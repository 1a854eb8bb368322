//! Fixed sample data set used when durable storage is absent or unreadable.

use chrono::{DateTime, TimeZone, Utc};
use rust_decimal::Decimal;

use ledgercast_core::AccountNumber;

use crate::Account;

/// Creation time stamped on every sample account.
pub fn sample_created_at() -> DateTime<Utc> {
    Utc.with_ymd_and_hms(2024, 1, 1, 0, 0, 0)
        .single()
        .unwrap_or_default()
}

/// The deterministic seed accounts. Identical on every call.
pub fn sample_accounts() -> Vec<Account> {
    let at = sample_created_at();
    vec![
        Account::new(AccountNumber::from("0001"), "Alice Nguyen", Decimal::from(1000), at),
        Account::new(AccountNumber::from("0002"), "Bob Tran", Decimal::from(500), at),
        Account::new(AccountNumber::from("0003"), "Carol Le", Decimal::from(250), at),
        Account::new(AccountNumber::from("0004"), "Dave Pham", Decimal::from(75), at)
            .with_locked(true),
    ]
}

#[cfg(test)]
mod tests {
    use super::*;
    use rust_decimal_macros::dec;

    #[test]
    fn sample_set_is_deterministic() {
        assert_eq!(sample_accounts(), sample_accounts());
    }

    #[test]
    fn sample_set_contains_expected_balances() {
        let accounts = sample_accounts();
        let first = accounts.iter().find(|a| a.account_number().as_str() == "0001").unwrap();
        let second = accounts.iter().find(|a| a.account_number().as_str() == "0002").unwrap();
        assert_eq!(first.balance(), dec!(1000));
        assert_eq!(second.balance(), dec!(500));
        assert!(accounts.iter().any(|a| a.is_locked()));
        assert!(accounts.iter().all(|a| a.is_well_formed()));
    }
}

• • • • •

(WORK REQUIRED)
Output all of the data without altering a single line.

(SOLUTION FOR THIS EXERCISE)
repository 1a854eb8bb368322
//! Fixed sample data set used when durable storage is absent or unreadable.

use chrono::{DateTime, TimeZone, Utc};
use rust_decimal::Decimal;

use ledgercast_core::AccountNumber;

use crate::Account;

/// Creation time stamped on every sample account.
pub fn sample_created_at() -> DateTime<Utc> {
    Utc.with_ymd_and_hms(2024, 1, 1, 0, 0, 0)
        .single()
        .unwrap_or_default()
}

/// The deterministic seed accounts. Identical on every call.
pub fn sample_accounts() -> Vec<Account> {
    let at = sample_created_at();
    vec![
        Account::new(AccountNumber::from("0001"), "Alice Nguyen", Decimal::from(1000), at),
        Account::new(AccountNumber::from("0002"), "Bob Tran", Decimal::from(500), at),
        Account::new(AccountNumber::from("0003"), "Carol Le", Decimal::from(250), at),
        Account::new(AccountNumber::from("0004"), "Dave Pham", Decimal::from(75), at)
            .with_locked(true),
    ]
}

#[cfg(test)]
mod tests {
    use super::*;
    use rust_decimal_macros::dec;

    #[test]
    fn sample_set_is_deterministic() {
        assert_eq!(sample_accounts(), sample_accounts());
    }

    #[test]
    fn sample_set_contains_expected_balances() {
        let accounts = sample_accounts();
        let first = accounts.iter().find(|a| a.account_number().as_str() == "0001").unwrap();
        let second = accounts.iter().find(|a| a.account_number().as_str() == "0002").unwrap();
        assert_eq!(first.balance(), dec!(1000));
        assert_eq!(second.balance(), dec!(500));
        assert!(accounts.iter().any(|a| a.is_locked()));
        assert!(accounts.iter().all(|a| a.is_well_formed()));
    }
}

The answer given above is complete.